# [Task requirements]
Restate the full listing precisely as written.

*** Opening The input ***

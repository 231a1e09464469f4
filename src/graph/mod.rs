//! Pipeline structure: nodes, named-port edges, and topological ordering.
//!
//! Only cycles are structural errors. Dangling edge endpoints and unknown
//! node types surface when the graph is run.

pub mod exchange;

use std::collections::{BTreeSet, HashMap};

use indexmap::IndexMap;
use serde::{Deserialize, Serialize};

use crate::error::{CycleError, GraphError};
use crate::operation::Message;

#[derive(Debug, Clone, PartialEq, Serialize, Deserialize)]
pub struct Node {
    pub id: String,
    pub type_name: String,
    #[serde(default)]
    pub config: Message,
}

impl Node {
    pub fn new(id: impl Into<String>, type_name: impl Into<String>) -> Self {
        Self {
            id: id.into(),
            type_name: type_name.into(),
            config: Message::new(),
        }
    }

    pub fn with_config(mut self, config: Message) -> Self {
        self.config = config;
        self
    }
}

#[derive(Debug, Clone, PartialEq, Eq, Serialize, Deserialize)]
pub struct Edge {
    pub from_node: String,
    pub from_port: String,
    pub to_node: String,
    pub to_port: String,
}

impl Edge {
    pub fn new(
        from_node: impl Into<String>,
        from_port: impl Into<String>,
        to_node: impl Into<String>,
        to_port: impl Into<String>,
    ) -> Self {
        Self {
            from_node: from_node.into(),
            from_port: from_port.into(),
            to_node: to_node.into(),
            to_port: to_port.into(),
        }
    }
}

/// Nodes keep insertion order, which breaks ties in [`Graph::topo_sort`].
#[derive(Debug, Clone, Default, PartialEq)]
pub struct Graph {
    pub nodes: IndexMap<String, Node>,
    pub edges: Vec<Edge>,
}

impl Graph {
    pub fn new() -> Self {
        Self::default()
    }

    pub fn add_node(&mut self, node: Node) -> Result<(), GraphError> {
        if self.nodes.contains_key(&node.id) {
            return Err(GraphError::DuplicateNode(node.id));
        }
        self.nodes.insert(node.id.clone(), node);
        Ok(())
    }

    /// Edges are not checked against existing nodes here.
    pub fn add_edge(&mut self, edge: Edge) {
        self.edges.push(edge);
    }

    /// Kahn ordering; among ready nodes the earliest inserted goes first.
    /// Edges with an unknown endpoint take no part in the ordering.
    pub fn topo_sort(&self) -> Result<Vec<&Node>, CycleError> {
        let n = self.nodes.len();
        let mut indegree = vec![0usize; n];
        let mut children: Vec<Vec<usize>> = vec![Vec::new(); n];

        for e in &self.edges {
            let (Some(from), Some(to)) = (
                self.nodes.get_index_of(&e.from_node),
                self.nodes.get_index_of(&e.to_node),
            ) else {
                continue;
            };
            children[from].push(to);
            indegree[to] += 1;
        }

        let mut ready: BTreeSet<usize> = (0..n).filter(|&i| indegree[i] == 0).collect();
        let mut order = Vec::with_capacity(n);
        while let Some(i) = ready.pop_first() {
            order.push(i);
            for &c in &children[i] {
                indegree[c] -= 1;
                if indegree[c] == 0 {
                    ready.insert(c);
                }
            }
        }

        if order.len() < n {
            let sorted: BTreeSet<usize> = order.iter().copied().collect();
            return Err(self.find_cycle(&children, &sorted));
        }

        Ok(order
            .into_iter()
            .filter_map(|i| self.nodes.get_index(i).map(|(_, node)| node))
            .collect())
    }

    /// DFS coloring over the nodes Kahn could not place; the first back edge
    /// found gives the cycle path.
    fn find_cycle(&self, children: &[Vec<usize>], sorted: &BTreeSet<usize>) -> CycleError {
        #[derive(Copy, Clone, PartialEq, Eq)]
        enum Mark {
            Temp,
            Perm,
        }

        fn dfs(
            v: usize,
            children: &[Vec<usize>],
            marks: &mut HashMap<usize, Mark>,
            stack: &mut Vec<usize>,
        ) -> Option<Vec<usize>> {
            match marks.get(&v) {
                Some(Mark::Perm) => return None,
                Some(Mark::Temp) => {
                    // v is on the current path => cycle from its first occurrence
                    let start = stack.iter().position(|&s| s == v).unwrap_or(0);
                    let mut cycle = stack[start..].to_vec();
                    cycle.push(v);
                    return Some(cycle);
                }
                None => {}
            }

            marks.insert(v, Mark::Temp);
            stack.push(v);
            for &c in &children[v] {
                if let Some(cycle) = dfs(c, children, marks, stack) {
                    return Some(cycle);
                }
            }
            stack.pop();
            marks.insert(v, Mark::Perm);
            None
        }

        let id_of = |i: usize| {
            self.nodes
                .get_index(i)
                .map(|(id, _)| id.clone())
                .unwrap_or_default()
        };

        let mut marks: HashMap<usize, Mark> = sorted.iter().map(|&i| (i, Mark::Perm)).collect();
        let mut stack = Vec::new();
        for v in 0..self.nodes.len() {
            stack.clear();
            if let Some(cycle) = dfs(v, children, &mut marks, &mut stack) {
                return CycleError {
                    nodes: cycle.into_iter().map(id_of).collect(),
                };
            }
        }

        // Unreachable when Kahn left nodes over; report the remainder as is.
        CycleError {
            nodes: (0..self.nodes.len())
                .filter(|i| !sorted.contains(i))
                .map(id_of)
                .collect(),
        }
    }
}
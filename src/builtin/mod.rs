//! Chunk builders shipped with the crate.
//!
//! Each builder is registered in the [`BuildCatalog`] under the name a chunk
//! manifest uses in its `build` field (see the manifests under `chunks/`).

pub mod cache;
pub mod divider;
pub mod llm;
pub mod logger;
pub mod memory;
pub mod prompt;
pub mod tools;
pub mod values;

use crate::chunk::BuildCatalog;

pub fn register_all(catalog: &mut BuildCatalog) {
    catalog
        .register("values", values::build)
        .register("prompt", prompt::build)
        .register("llm", llm::build)
        .register("memory", memory::build)
        .register("log", logger::build)
        .register("cache", cache::build)
        .register("divider", divider::build)
        .register("tools", tools::build);
}

#[cfg(test)]
pub(crate) fn object(value: serde_json::Value) -> crate::operation::Message {
    match value {
        serde_json::Value::Object(map) => map,
        other => panic!("expected object, got {other}"),
    }
}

*** Closing The input ***

# [Solved problem]
repository 231a1e09464469f4
filename src/graph/mod.rs
//! Pipeline structure: nodes, named-port edges, and topological ordering.
//!
//! Only cycles are structural errors. Dangling edge endpoints and unknown
//! node types surface when the graph is run.

pub mod exchange;

use std::collections::{BTreeSet, HashMap};

use indexmap::IndexMap;
use serde::{Deserialize, Serialize};

use crate::error::{CycleError, GraphError};
use crate::operation::Message;

#[derive(Debug, Clone, PartialEq, Serialize, Deserialize)]
pub struct Node {
    pub id: String,
    pub type_name: String,
    #[serde(default)]
    pub config: Message,
}

impl Node {
    pub fn new(id: impl Into<String>, type_name: impl Into<String>) -> Self {
        Self {
            id: id.into(),
            type_name: type_name.into(),
            config: Message::new(),
        }
    }

    pub fn with_config(mut self, config: Message) -> Self {
        self.config = config;
        self
    }
}

#[derive(Debug, Clone, PartialEq, Eq, Serialize, Deserialize)]
pub struct Edge {
    pub from_node: String,
    pub from_port: String,
    pub to_node: String,
    pub to_port: String,
}

impl Edge {
    pub fn new(
        from_node: impl Into<String>,
        from_port: impl Into<String>,
        to_node: impl Into<String>,
        to_port: impl Into<String>,
    ) -> Self {
        Self {
            from_node: from_node.into(),
            from_port: from_port.into(),
            to_node: to_node.into(),
            to_port: to_port.into(),
        }
    }
}

/// Nodes keep insertion order, which breaks ties in [`Graph::topo_sort`].
#[derive(Debug, Clone, Default, PartialEq)]
pub struct Graph {
    pub nodes: IndexMap<String, Node>,
    pub edges: Vec<Edge>,
}

impl Graph {
    pub fn new() -> Self {
        Self::default()
    }

    pub fn add_node(&mut self, node: Node) -> Result<(), GraphError> {
        if self.nodes.contains_key(&node.id) {
            return Err(GraphError::DuplicateNode(node.id));
        }
        self.nodes.insert(node.id.clone(), node);
        Ok(())
    }

    /// Edges are not checked against existing nodes here.
    pub fn add_edge(&mut self, edge: Edge) {
        self.edges.push(edge);
    }

    /// Kahn ordering; among ready nodes the earliest inserted goes first.
    /// Edges with an unknown endpoint take no part in the ordering.
    pub fn topo_sort(&self) -> Result<Vec<&Node>, CycleError> {
        let n = self.nodes.len();
        let mut indegree = vec![0usize; n];
        let mut children: Vec<Vec<usize>> = vec![Vec::new(); n];

        for e in &self.edges {
            let (Some(from), Some(to)) = (
                self.nodes.get_index_of(&e.from_node),
                self.nodes.get_index_of(&e.to_node),
            ) else {
                continue;
            };
            children[from].push(to);
            indegree[to] += 1;
        }

        let mut ready: BTreeSet<usize> = (0..n).filter(|&i| indegree[i] == 0).collect();
        let mut order = Vec::with_capacity(n);
        while let Some(i) = ready.pop_first() {
            order.push(i);
            for &c in &children[i] {
                indegree[c] -= 1;
                if indegree[c] == 0 {
                    ready.insert(c);
                }
            }
        }

        if order.len() < n {
            let sorted: BTreeSet<usize> = order.iter().copied().collect();
            return Err(self.find_cycle(&children, &sorted));
        }

        Ok(order
            .into_iter()
            .filter_map(|i| self.nodes.get_index(i).map(|(_, node)| node))
            .collect())
    }

    /// DFS coloring over the nodes Kahn could not place; the first back edge
    /// found gives the cycle path.
    fn find_cycle(&self, children: &[Vec<usize>], sorted: &BTreeSet<usize>) -> CycleError {
        #[derive(Copy, Clone, PartialEq, Eq)]
        enum Mark {
            Temp,
            Perm,
        }

        fn dfs(
            v: usize,
            children: &[Vec<usize>],
            marks: &mut HashMap<usize, Mark>,
            stack: &mut Vec<usize>,
        ) -> Option<Vec<usize>> {
            match marks.get(&v) {
                Some(Mark::Perm) => return None,
                Some(Mark::Temp) => {
                    // v is on the current path => cycle from its first occurrence
                    let start = stack.iter().position(|&s| s == v).unwrap_or(0);
                    let mut cycle = stack[start..].to_vec();
                    cycle.push(v);
                    return Some(cycle);
                }
                None => {}
            }

            marks.insert(v, Mark::Temp);
            stack.push(v);
            for &c in &children[v] {
                if let Some(cycle) = dfs(c, children, marks, stack) {
                    return Some(cycle);
                }
            }
            stack.pop();
            marks.insert(v, Mark::Perm);
            None
        }

        let id_of = |i: usize| {
            self.nodes
                .get_index(i)
                .map(|(id, _)| id.clone())
                .unwrap_or_default()
        };

        let mut marks: HashMap<usize, Mark> = sorted.iter().map(|&i| (i, Mark::Perm)).collect();
        let mut stack = Vec::new();
        for v in 0..self.nodes.len() {
            stack.clear();
            if let Some(cycle) = dfs(v, children, &mut marks, &mut stack) {
                return CycleError {
                    nodes: cycle.into_iter().map(id_of).collect(),
                };
            }
        }

        // Unreachable when Kahn left nodes over; report the remainder as is.
        CycleError {
            nodes: (0..self.nodes.len())
                .filter(|i| !sorted.contains(i))
                .map(id_of)
                .collect(),
        }
    }
}
filename src/builtin/mod.rs
//! Chunk builders shipped with the crate.
//!
//! Each builder is registered in the [`BuildCatalog`] under the name a chunk
//! manifest uses in its `build` field (see the manifests under `chunks/`).

pub mod cache;
pub mod divider;
pub mod llm;
pub mod logger;
pub mod memory;
pub mod prompt;
pub mod tools;
pub mod values;

use crate::chunk::BuildCatalog;

pub fn register_all(catalog: &mut BuildCatalog) {
    catalog
        .register("values", values::build)
        .register("prompt", prompt::build)
        .register("llm", llm::build)
        .register("memory", memory::build)
        .register("log", logger::build)
        .register("cache", cache::build)
        .register("divider", divider::build)
        .register("tools", tools::build);
}

#[cfg(test)]
pub(crate) fn object(value: serde_json::Value) -> crate::operation::Message {
    match value {
        serde_json::Value::Object(map) => map,
        other => panic!("expected object, got {other}"),
    }
}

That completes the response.